I discovered sorghum wine tonight. Damn you, Steven.
I've known the man for 15 years and somehow he still manages to subtly corrupt me. I was perfectly in control today until dinner in San Gabriel for his birthday. I can't believe I have now known him this long, first of all. (I was an even skinnier 18-year-old college freshmen when I met him, and we hit it off when he decided we should torture my then-roommate by setting up camp in my room to scare him off.) Secondly, I sat down next to him at the restaurant, already salivating because I could smell the Peking duck in the kitchen, and he shows me a bottle that looks like Log Cabin syrup but it's clear--and, oh yeah, in Chinese.
"What's that?" I asked him.
"Want some?" he said as a reply. When he answers you with a question, you know it's trouble.
So he pours me what looks like a sake cup full of what smells faintly of moonshine. But damn it tastes a lot better. Three "cups" later, I wasn't drunk; I felt like I was floating. At a table full of 12 people, I felt like anything could have happened and I would have merely blinked.
Thankfully, that drunk, floating feeling melted away before I drove home (but not before I ate jellyfish, which inexplicably the restaurant ran out of. really? does one just "run out" of jellyfish?).
I think Steve enjoyed himself. After all, he had a birthday dinner surrounded by friends who all had good senses of humor--a must to make a group dinner work. I did pour him more sorghum wine, so I think he was floating too.
Note to self: Find sorghum wine and learn enough Chinese to find the good stuff.
It's after midnight. I should be asleep, but I feel wired. I am thinking of being stuck on a plane for 15 hours; I am thinking of the fact my father would have been 66 years old today if he was still alive. Now that's a weird thought. To me, he's arrested at 45--a vague figure who is a mixture of memories, sights, and sounds.

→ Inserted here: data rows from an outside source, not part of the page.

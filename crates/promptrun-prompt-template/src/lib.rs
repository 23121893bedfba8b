//! Variable interpolation for prompt templates.
//!
//! Templates reference variables as `${name}`. Every placeholder must resolve:
//! an absent variable is an error, never an empty string. Declared variable
//! specs are checked before interpolation so that a bad request fails before
//! any LLM call is made.

use std::collections::BTreeMap;

use once_cell::sync::Lazy;
use regex::Regex;
use serde::{Deserialize, Serialize};
use serde_json::Value;

use promptrun_utils::error::VariableError;
pub use promptrun_utils::types::{VariableKind, VariableMap};

// Matches any `${...}`; malformed names are rejected in `interpolate`.
static PLACEHOLDER: Lazy<Regex> =
    Lazy::new(|| Regex::new(r"\$\{([^{}]*)\}").expect("placeholder regex is valid"));

fn is_variable_name(name: &str) -> bool {
    !name.is_empty()
        && name
            .chars()
            .all(|c| c.is_ascii_alphanumeric() || matches!(c, '_' | '.' | '-'))
}

/// Primitive type a declared variable must have at runtime.
#[derive(Debug, Clone, Copy, PartialEq, Eq, Default, Serialize, Deserialize)]
#[serde(rename_all = "lowercase")]
pub enum VariableType {
    String,
    Number,
    Integer,
    Boolean,
    Object,
    Array,
    /// Any non-null value
    #[default]
    Any,
}

impl VariableType {
    /// Whether `value` has this type. `Integer` values also satisfy `Number`.
    #[must_use]
    pub fn matches(&self, value: &Value) -> bool {
        match self {
            Self::String => value.is_string(),
            Self::Number => value.is_number(),
            Self::Integer => value.is_i64() || value.is_u64(),
            Self::Boolean => value.is_boolean(),
            Self::Object => value.is_object(),
            Self::Array => value.is_array(),
            Self::Any => !value.is_null(),
        }
    }

    #[must_use]
    pub const fn as_str(&self) -> &'static str {
        match self {
            Self::String => "string",
            Self::Number => "number",
            Self::Integer => "integer",
            Self::Boolean => "boolean",
            Self::Object => "object",
            Self::Array => "array",
            Self::Any => "any",
        }
    }
}

/// Declaration of one template variable.
#[derive(Debug, Clone, PartialEq, Default, Serialize, Deserialize)]
pub struct VariableSpec {
    #[serde(rename = "type", default)]
    pub var_type: VariableType,
    #[serde(default)]
    pub required: bool,
    #[serde(default, skip_serializing_if = "Option::is_none")]
    pub default: Option<Value>,
}

impl VariableSpec {
    #[must_use]
    pub fn required(var_type: VariableType) -> Self {
        Self {
            var_type,
            required: true,
            default: None,
        }
    }

    #[must_use]
    pub fn optional(var_type: VariableType) -> Self {
        Self {
            var_type,
            required: false,
            default: None,
        }
    }

    #[must_use]
    pub fn with_default(mut self, default: Value) -> Self {
        self.default = Some(default);
        self
    }
}

/// Variable declarations keyed by name.
pub type VariableSpecMap = BTreeMap<String, VariableSpec>;

/// Substitute every `${name}` in `template` from `vars`.
///
/// String values are inserted verbatim; any other value is inserted as its
/// JSON text. Substitution is a single pass, so values containing `${...}`
/// are not expanded again.
///
/// # Errors
///
/// Returns [`VariableError::MissingVariable`] for the first placeholder whose
/// name is not a key of `vars`.
pub fn interpolate(template: &str, vars: &VariableMap) -> Result<String, VariableError> {
    let mut out = String::with_capacity(template.len());
    let mut last = 0;

    for caps in PLACEHOLDER.captures_iter(template) {
        let (Some(whole), Some(name)) = (caps.get(0), caps.get(1)) else {
            continue;
        };
        let name = name.as_str().trim();
        let value = vars
            .get(name)
            .filter(|_| is_variable_name(name))
            .ok_or_else(|| VariableError::MissingVariable {
                name: name.to_string(),
            })?;

        out.push_str(&template[last..whole.start()]);
        match value {
            Value::String(s) => out.push_str(s),
            other => out.push_str(&other.to_string()),
        }
        last = whole.end();
    }

    out.push_str(&template[last..]);
    Ok(out)
}

/// Names of all placeholders in `template`, in order of appearance.
#[must_use]
pub fn placeholders(template: &str) -> Vec<String> {
    PLACEHOLDER
        .captures_iter(template)
        .filter_map(|caps| caps.get(1).map(|m| m.as_str().trim().to_string()))
        .collect()
}

/// Fill variables absent from `vars` with their declared default.
///
/// Present values, including explicit nulls, are left untouched.
pub fn apply_defaults(vars: &mut VariableMap, spec: &VariableSpecMap) {
    for (name, decl) in spec {
        if let Some(default) = &decl.default
            && !vars.contains_key(name)
        {
            vars.insert(name.clone(), default.clone());
        }
    }
}

/// Check `vars` against the declared `spec`.
///
/// Required variables must be present and non-null. Every supplied, non-null
/// declared variable must match its declared type. An empty spec accepts
/// anything.
///
/// # Errors
///
/// Returns [`VariableError::MissingRequiredVariable`] or
/// [`VariableError::TypeMismatch`] for the first offending variable.
pub fn validate_variables(
    vars: &VariableMap,
    spec: &VariableSpecMap,
    kind: VariableKind,
) -> Result<(), VariableError> {
    for (name, decl) in spec {
        let value = vars.get(name).filter(|v| !v.is_null());

        let Some(value) = value else {
            if decl.required {
                return Err(VariableError::MissingRequiredVariable {
                    name: name.clone(),
                    kind,
                });
            }
            continue;
        };

        if !decl.var_type.matches(value) {
            return Err(VariableError::TypeMismatch {
                name: name.clone(),
                kind,
                expected: decl.var_type.as_str().to_string(),
                actual: json_type_name(value).to_string(),
            });
        }
    }
    Ok(())
}

fn json_type_name(value: &Value) -> &'static str {
    match value {
        Value::Null => "null",
        Value::Bool(_) => "boolean",
        Value::Number(n) if n.is_i64() || n.is_u64() => "integer",
        Value::Number(_) => "number",
        Value::String(_) => "string",
        Value::Array(_) => "array",
        Value::Object(_) => "object",
    }
}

Ryan was talking to me about how we can't really remember people as they were; they become collages of sensations, in a way--a picture that is not entirely visual, nor entirely accurate. I got quiet, trying hard to remember a sharp picture, a crisp memory untainted by over two decades of absence. And I couldn't do it. It makes me sad in some ways, of course. I feel like the human brain should not do this to you. But I suppose it also blocks out the pictures of him being sick and the awful sterile hospital rooms I sat in all summer. (My sharpest memory is actually hearing "True Colors" by Cyndi Lauper come on the radio minutes after I found out he had died, so there's still no way for me to hate that song.)
Sorghum wine or not, I am feeling a tad maudlin, thinking of what I have missed and what has yet to happen. Watching your friends (and yourself) get older, it's unavoidable I suppose. And yet I also feel like there is still so, so much more I have yet to do and experience--whether it be learning lawn bowling or visiting Mayan ruins in Mexico. I can at least cross "Eat Jellyfish" off that list.